Neuronal accumulation of excess Ca 2+ has been implicated in cellular death following several forms of physical and chemotoxic insult. Recent studies have suggested that exposure to agonists at brain nicotinic acetylcholine receptors reduces cytotoxic consequences of increased intracellular Ca 2+ following some insults. In the present study, the ability of chronic exposure to (−)-nicotine to reduce cytotoxicity and attenuate increases in intracellular Ca 2+ caused by exposure to N-methyl- d-aspartate were examined in organotypic cultures of rat hippocampus. Cultures were exposed to nicotine (0.1–10.0 μM) for five days prior to excitotoxic insult with N-methyl- d-aspartate. Exposure to N-methyl- d-aspartate produced concentration-dependent increases in both accumulation of 45Ca and in early and delayed cell death in the CA1, CA3 and dentate gyrus regions of cultures. The CA1 region of the hippocampus displayed the greatest sensitivity to cytotoxic effects of N-methyl- d-aspartate exposure; however, this regional difference was not associated with increased accumulation of 45Ca.
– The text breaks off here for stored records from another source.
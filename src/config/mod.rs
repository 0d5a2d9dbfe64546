//! Configuration module for Sok.
//!
//! Handles loading and managing application settings and prompt templates.

mod prompts;
mod settings;

pub use prompts::{Prompts, SummaryPrompts};
pub use settings::{
    GeneralSettings, PromptSettings, SearchProvider, SearchSettings, Settings, SummarySettings,
    WarehouseSettings,
};
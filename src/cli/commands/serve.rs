//! HTTP API server for interactive search sessions.
//!
//! Each session owns one controller; actions on a session are serialized
//! through its mutex, so a session never has two fetches in flight.

use crate::cli::Output;
use crate::config::{SearchProvider, Settings};
use crate::error::{Result as SokResult, SokError};
use crate::ingest;
use crate::search::{MemorySearchIndex, RemoteSearchIndex, SearchIndex, VideoHit, YearRange};
use crate::session::Session;
use crate::store::{SqliteWarehouse, VideoRecord, Warehouse};
use crate::summary::Summarizer;
use axum::{
    extract::{Path, State},
    http::StatusCode,
    response::{IntoResponse, Response},
    routing::{get, post},
    Json, Router,
};
use chrono::{DateTime, Utc};
use serde::{Deserialize, Serialize};
use std::collections::HashMap;
use std::sync::{Arc, Mutex};
use tower_http::cors::{Any, CorsLayer};
use uuid::Uuid;

/// One live session: its controller plus bookkeeping.
#[derive(Clone)]
struct SessionEntry {
    session: Arc<tokio::sync::Mutex<Session>>,
    created_at: DateTime<Utc>,
}

/// Shared application state.
struct AppState {
    sessions: Mutex<HashMap<Uuid, SessionEntry>>,
    index: Arc<dyn SearchIndex>,
    summarizer: Arc<dyn Summarizer>,
    /// Present in local mode so a catalog load can rebuild the index.
    local_index: Option<Arc<MemorySearchIndex>>,
    warehouse: Arc<SqliteWarehouse>,
    settings: Settings,
}

/// Run the HTTP API server.
pub async fn run_serve(host: &str, port: u16, settings: Settings) -> anyhow::Result<()> {
    let warehouse = Arc::new(SqliteWarehouse::new(&settings.sqlite_path())?);
    warehouse.provision().await?;

    let (index, local_index): (Arc<dyn SearchIndex>, Option<Arc<MemorySearchIndex>>) =
        match settings.search.provider {
            SearchProvider::Local => {
                let index = Arc::new(MemorySearchIndex::from_warehouse(warehouse.as_ref()).await?);
                (index.clone(), Some(index))
            }
            SearchProvider::Remote => {
                let endpoint = settings.search.endpoint.as_deref().ok_or_else(|| {
                    anyhow::anyhow!("search.endpoint must be set for the remote provider")
                })?;
                let api_key = std::env::var(&settings.search.api_key_env).ok();
                let index = Arc::new(RemoteSearchIndex::new(
                    endpoint,
                    api_key,
                    settings.search.columns.clone(),
                )?);
                (index, None)
            }
        };

    let summarizer = super::build_summarizer(&settings)?;

    let state = Arc::new(AppState {
        sessions: Mutex::new(HashMap::new()),
        index,
        summarizer,
        local_index,
        warehouse,
        settings,
    });

    let cors = CorsLayer::new()
        .allow_origin(Any)
        .allow_methods(Any)
        .allow_headers(Any);

    let app = Router::new()
        .route("/health", get(health))
        .route("/catalog/load", post(load_catalog))
        .route("/catalog/preview", get(preview_catalog))
        .route("/sessions", post(create_session))
        .route("/sessions/{id}", get(get_session))
        .route("/sessions/{id}/search", post(session_search))
        .route("/sessions/{id}/page", post(session_page))
        .route("/sessions/{id}/summary", post(session_summary))
        .layer(cors)
        .with_state(state);

    let addr = format!("{}:{}", host, port);
    let listener = tokio::net::TcpListener::bind(&addr).await?;

    Output::header("Sok API Server");
    println!();
    Output::success(&format!("Listening on http://{}", addr));
    println!();
    println!("Endpoints:");
    Output::kv("Health", "GET  /health");
    Output::kv("Load Catalog", "POST /catalog/load");
    Output::kv("Preview Catalog", "GET  /catalog/preview");
    Output::kv("New Session", "POST /sessions");
    Output::kv("Session State", "GET  /sessions/:id");
    Output::kv("Search", "POST /sessions/:id/search");
    Output::kv("Go To Page", "POST /sessions/:id/page");
    Output::kv("Refresh Summary", "POST /sessions/:id/summary");
    println!();
    Output::info("Press Ctrl+C to stop the server.");

    axum::serve(listener, app).await?;

    Ok(())
}

// === Request/Response Types ===

#[derive(Deserialize)]
struct LoadRequest {
    /// Path to the catalog CSV file on the server host
    path: String,
}

#[derive(Serialize)]
struct LoadResponse {
    rows_loaded: usize,
    rows_skipped: usize,
    total: usize,
}

#[derive(Serialize)]
struct PreviewResponse {
    rows: Vec<VideoRecord>,
    total: usize,
}

#[derive(Serialize)]
struct CreateSessionResponse {
    session_id: Uuid,
    created_at: DateTime<Utc>,
}

#[derive(Serialize)]
struct SessionStateResponse {
    session_id: Uuid,
    created_at: DateTime<Utc>,
    query: Option<String>,
    page: Option<usize>,
    total_count: Option<usize>,
    total_pages: usize,
    summary: Option<String>,
}

#[derive(Deserialize)]
struct SearchRequestBody {
    query: String,
    year_from: Option<i32>,
    year_to: Option<i32>,
}

#[derive(Serialize)]
struct SearchResponseBody {
    page: usize,
    total_count: usize,
    total_pages: usize,
    rows: Vec<VideoHit>,
    summary: Option<String>,
    #[serde(skip_serializing_if = "Option::is_none")]
    summary_error: Option<String>,
}

#[derive(Deserialize)]
struct PageRequestBody {
    page: usize,
}

#[derive(Serialize)]
struct SummaryResponse {
    summary: String,
}

#[derive(Serialize)]
struct ErrorResponse {
    error: String,
}

// === Error handling ===

fn error_status(e: &SokError) -> StatusCode {
    match e {
        SokError::EmptyQuery | SokError::InvalidInput(_) => StatusCode::BAD_REQUEST,
        SokError::NoResults => StatusCode::NOT_FOUND,
        SokError::Unavailable(_) => StatusCode::SERVICE_UNAVAILABLE,
        _ => StatusCode::INTERNAL_SERVER_ERROR,
    }
}

fn error_response(e: &SokError) -> Response {
    (
        error_status(e),
        Json(ErrorResponse {
            error: e.to_string(),
        }),
    )
        .into_response()
}

fn session_not_found(id: Uuid) -> Response {
    (
        StatusCode::NOT_FOUND,
        Json(ErrorResponse {
            error: format!("Session not found: {}", id),
        }),
    )
        .into_response()
}

fn lookup_session(state: &AppState, id: Uuid) -> Option<SessionEntry> {
    state
        .sessions
        .lock()
        .ok()
        .and_then(|sessions| sessions.get(&id).cloned())
}

fn parse_years(from: Option<i32>, to: Option<i32>) -> SokResult<Option<YearRange>> {
    match (from, to) {
        (None, None) => Ok(None),
        (Some(from), Some(to)) => Ok(Some(YearRange::new(from, to)?)),
        _ => Err(SokError::InvalidInput(
            "Both year_from and year_to are required to filter by year".to_string(),
        )),
    }
}

// === Handlers ===

async fn health() -> impl IntoResponse {
    Json(serde_json::json!({ "status": "ok" }))
}

async fn load_catalog(
    State(state): State<Arc<AppState>>,
    Json(req): Json<LoadRequest>,
) -> impl IntoResponse {
    let report = match ingest::load_catalog(
        state.warehouse.as_ref(),
        std::path::Path::new(&req.path),
    )
    .await
    {
        Ok(report) => report,
        Err(e) => return error_response(&e),
    };

    // Local mode serves from a snapshot; refresh it after a load
    if let Some(local) = &state.local_index {
        match state.warehouse.all().await {
            Ok(records) => local.replace_all(records.into_iter().map(Into::into).collect()),
            Err(e) => return error_response(&e),
        }
    }

    match state.warehouse.count().await {
        Ok(total) => Json(LoadResponse {
            rows_loaded: report.rows_loaded,
            rows_skipped: report.rows_skipped,
            total,
        })
        .into_response(),
        Err(e) => error_response(&e),
    }
}

async fn preview_catalog(State(state): State<Arc<AppState>>) -> impl IntoResponse {
    let rows = match state.warehouse.preview(5).await {
        Ok(rows) => rows,
        Err(e) => return error_response(&e),
    };

    match state.warehouse.count().await {
        Ok(total) => Json(PreviewResponse { rows, total }).into_response(),
        Err(e) => error_response(&e),
    }
}

async fn create_session(State(state): State<Arc<AppState>>) -> impl IntoResponse {
    let session = Session::new(
        state.index.clone(),
        state.summarizer.clone(),
        state.settings.search.page_size,
    )
    .with_summary_rows(state.settings.summary.max_rows);

    let entry = SessionEntry {
        session: Arc::new(tokio::sync::Mutex::new(session)),
        created_at: Utc::now(),
    };

    let id = Uuid::new_v4();
    let created_at = entry.created_at;

    match state.sessions.lock() {
        Ok(mut sessions) => {
            sessions.insert(id, entry);
        }
        Err(e) => {
            return error_response(&SokError::Search(format!(
                "Failed to register session: {}",
                e
            )))
        }
    }

    Json(CreateSessionResponse {
        session_id: id,
        created_at,
    })
    .into_response()
}

async fn get_session(
    State(state): State<Arc<AppState>>,
    Path(id): Path<Uuid>,
) -> impl IntoResponse {
    let Some(entry) = lookup_session(&state, id) else {
        return session_not_found(id);
    };

    let session = entry.session.lock().await;
    let snapshot = session.state();

    Json(SessionStateResponse {
        session_id: id,
        created_at: entry.created_at,
        query: snapshot.current_query.as_ref().map(|q| q.text.clone()),
        page: snapshot.current_query.as_ref().map(|q| q.page),
        total_count: snapshot.current_page.as_ref().map(|p| p.total_count),
        total_pages: session.total_pages(),
        summary: snapshot.summary.clone(),
    })
    .into_response()
}

async fn session_search(
    State(state): State<Arc<AppState>>,
    Path(id): Path<Uuid>,
    Json(req): Json<SearchRequestBody>,
) -> impl IntoResponse {
    let Some(entry) = lookup_session(&state, id) else {
        return session_not_found(id);
    };

    let years = match parse_years(req.year_from, req.year_to) {
        Ok(years) => years,
        Err(e) => return error_response(&e),
    };

    let mut session = entry.session.lock().await;

    match session.submit_search(&req.query, years).await {
        Ok(outcome) => {
            let page = session
                .current_page()
                .map(|p| (p.query.page, p.rows.clone()))
                .unwrap_or((1, Vec::new()));

            Json(SearchResponseBody {
                page: page.0,
                total_count: outcome.total_count,
                total_pages: outcome.total_pages,
                rows: page.1,
                summary: session.summary().map(str::to_string),
                summary_error: outcome.summary_error,
            })
            .into_response()
        }
        Err(e) => error_response(&e),
    }
}

async fn session_page(
    State(state): State<Arc<AppState>>,
    Path(id): Path<Uuid>,
    Json(req): Json<PageRequestBody>,
) -> impl IntoResponse {
    let Some(entry) = lookup_session(&state, id) else {
        return session_not_found(id);
    };

    let mut session = entry.session.lock().await;

    match session.go_to_page(req.page).await {
        Ok(()) => {
            let page = session
                .current_page()
                .expect("page present after successful navigation");

            Json(SearchResponseBody {
                page: page.query.page,
                total_count: page.total_count,
                total_pages: session.total_pages(),
                rows: page.rows.clone(),
                summary: session.summary().map(str::to_string),
                summary_error: None,
            })
            .into_response()
        }
        Err(e) => error_response(&e),
    }
}

async fn session_summary(
    State(state): State<Arc<AppState>>,
    Path(id): Path<Uuid>,
) -> impl IntoResponse {
    let Some(entry) = lookup_session(&state, id) else {
        return session_not_found(id);
    };

    let mut session = entry.session.lock().await;

    match session.refresh_summary().await {
        Ok(summary) => Json(SummaryResponse {
            summary: summary.to_string(),
        })
        .into_response(),
        Err(e) => error_response(&e),
    }
}
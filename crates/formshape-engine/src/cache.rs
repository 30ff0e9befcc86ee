//! Session Cache Capability
//!
//! A best-effort client-local store keyed by semantic field label (not by
//! resolved field id), consulted to recover a last-known-good value across
//! form sessions. Injected explicitly so tests can substitute a fake;
//! never authoritative — schema/server defaults always win.

use parking_lot::RwLock;
use std::collections::BTreeMap;

pub trait SessionCache: Send + Sync {
    fn get(&self, label: &str) -> Option<String>;
    fn put(&self, label: &str, value: &str);
}

/// In-memory cache backing.
#[derive(Debug, Default)]
pub struct MemorySessionCache {
    entries: RwLock<BTreeMap<String, String>>,
}

impl MemorySessionCache {
    pub fn new() -> Self {
        Self::default()
    }
}

impl SessionCache for MemorySessionCache {
    fn get(&self, label: &str) -> Option<String> {
        self.entries.read().get(label).cloned()
    }

    fn put(&self, label: &str, value: &str) {
        self.entries.write().insert(label.to_string(), value.to_string());
    }
}

/// The absent-cache capability: reads nothing, stores nothing.
#[derive(Debug, Default, Clone, Copy)]
pub struct NoCache;

impl SessionCache for NoCache {
    fn get(&self, _label: &str) -> Option<String> {
        None
    }

    fn put(&self, _label: &str, _value: &str) {}
}

#[cfg(test)]
mod tests {
    use super::*;

    #[test]
    fn memory_cache_round_trips() {
        let cache = MemorySessionCache::new();
        assert_eq!(cache.get("account"), None);
        cache.put("account", "https://x/acct-1");
        assert_eq!(cache.get("account"), Some("https://x/acct-1".to_string()));
    }
}
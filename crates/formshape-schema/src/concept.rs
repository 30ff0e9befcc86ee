//! Ontology Concept Types
//!
//! Concepts populate hierarchical selectors: a flat list with optional
//! parent references, pre-flattened by the sorter into an adjacency
//! structure keyed by parent type value.

use serde::{Deserialize, Serialize};
use std::collections::BTreeMap;

/// An ontology class or individual with an optional parent reference.
#[derive(Debug, Clone, PartialEq, Eq, Serialize, Deserialize)]
pub struct OntologyConcept {
    /// Type value (IRI or token); identifies the concept.
    #[serde(rename = "type")]
    pub type_value: String,
    pub label: String,
    pub description: Option<String>,
    pub parent: Option<Box<OntologyConcept>>,
}

impl OntologyConcept {
    pub fn new(type_value: &str, label: &str) -> Self {
        OntologyConcept {
            type_value: type_value.to_string(),
            label: label.to_string(),
            description: None,
            parent: None,
        }
    }

    pub fn with_parent(mut self, parent: OntologyConcept) -> Self {
        self.parent = Some(Box::new(parent));
        self
    }
}

/// Adjacency structure produced by the concept sorter: top-level concepts
/// under `root`, children bucketed by their parent's type value.
#[derive(Debug, Clone, Default, PartialEq, Eq, Serialize, Deserialize)]
pub struct ConceptMappings {
    pub root: Vec<OntologyConcept>,
    pub children: BTreeMap<String, Vec<OntologyConcept>>,
}

impl ConceptMappings {
    /// Children bucket for a root concept, if it heads one.
    pub fn children_of(&self, type_value: &str) -> Option<&[OntologyConcept]> {
        self.children.get(type_value).map(|v| v.as_slice())
    }
}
Prior exposure to nicotine markedly attenuated N-methyl- d-aspartate-induced early and delayed cell death in each hippocampal region at concentrations as low as 0.1 μM. However, nicotine did not alter the initial N-methyl- d-aspartate-stimulated influx of 45Ca or enhance extrusion of accumulated 45Ca measured at several time-points after insult. Five days of exposure to nicotine markedly increased immunoreactivity of the Ca 2+ binding protein calbindin-D28K in each region of hippocampal cultures, effects reduced by mecamylamine co-exposure. These findings suggest that the potent protective effects of chronic nicotine exposure against neuronal overexcitation are not likely attributable to attenuations of Ca 2+ accumulation, but are likely related to increased buffering of accumulated Ca 2+.